Changes to HM Treasury's The Green Book
One change to The Green Book adjusts the way the Treasury supports policy interventions and prioritises those that are intended to address regional economic disparities. It is intended to enable ministers and other decision makers to fully understand what investments they need to make to most effectively drive the delivery of the levelling up agenda. The other change determines how wellbeing is valued.
The prioritisation of policy interventions that support the government's levelling up agenda effectively confirms what The House of Good made crystal clear, namely that church buildings provide massive social support for people and communities throughout the UK. Furthermore, many of the most socially active churches are in deprived areas. They make a particularly important contribution towards achieving greater equality.

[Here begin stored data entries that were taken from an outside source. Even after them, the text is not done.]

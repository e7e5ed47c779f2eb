/// Search depth presets exposed to the caller.
#[derive(Default, Debug, Clone, Copy, PartialEq, Eq, derive_more::FromStr)]
pub enum Difficulty {
    Easy,
    #[default]
    Medium,
    Hard,
}

impl Difficulty {
    /// Search depth in plies for this preset.
    #[must_use]
    pub const fn search_depth(self) -> u32 {
        match self {
            Difficulty::Easy => 2,
            Difficulty::Medium => 4,
            Difficulty::Hard => 6,
        }
    }
}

The value of wellbeing has risen
Besides prioritising efforts to create a more equitable society, The Green Book has changed the way the government measures wellbeing. This new guidance was published in July 2021. The House of Good used the WELLBY to put a price on the non- market value of the activities taking place in church buildings.
This is a new tool and its name is short for Wellbeing Guidance for Appraisal. Our report used a very conservative rate to reach the total of £12.4 billion a year for the social value of church buildings in the UK.
In July 2021, HM Treasury adopted the WELLBY as its primary measure for wellbeing. But, it officially recommended that a unit of wellbeing, a WELLBY, be given an average monetary value of £13,000. This is more than five times higher than the average figure used in The House of Good.
In short, by using HM Treasury's figures, we find that the yearly social value of churches in the UK and the activities that take place in them is about £55.7 billion. That is twice as much as local authorities spend on adult social care.
For every £1 invested in a church, the return is over £16.
It is important to stress that even with this new, bigger value, the scope of our original study remains partial. For instance, we did not include values for all areas of social and community careprovided by churches, but rather only chose four key, widely delivered activities. Nor did we attach a value for church buildings from tourism, heritage and non-use value.
None of this changes the main conclusion of The House of Good report. Churches remain a vital, ready-made network of social care in our communities. We are sure of the fact that these buildings have a crucial role to play in helping communities to level up. We think that they should receive central and local government support to keep them open and in good repair and with up to date facilities for this purpose in the years to come as the UK recovers from the pandemic.
Also, all conclusions from the original report regarding urban churches generating more social value (as they are able to host and serve more people) still hold.
Church buildings have a vital role in addressing inequalities
There can be little doubt that if the UK Government is serious about levelling up – and the update to the Treasury Green Book in 2021 and the creation of the new Department for Levelling Up, Housing and Communities would suggest it is – then investment in churches as a vital network of support for those in most need is an essential step towards addressing these inequalities that have been allowed to develop in the UK and hold back the improvement of the lives of millions of people.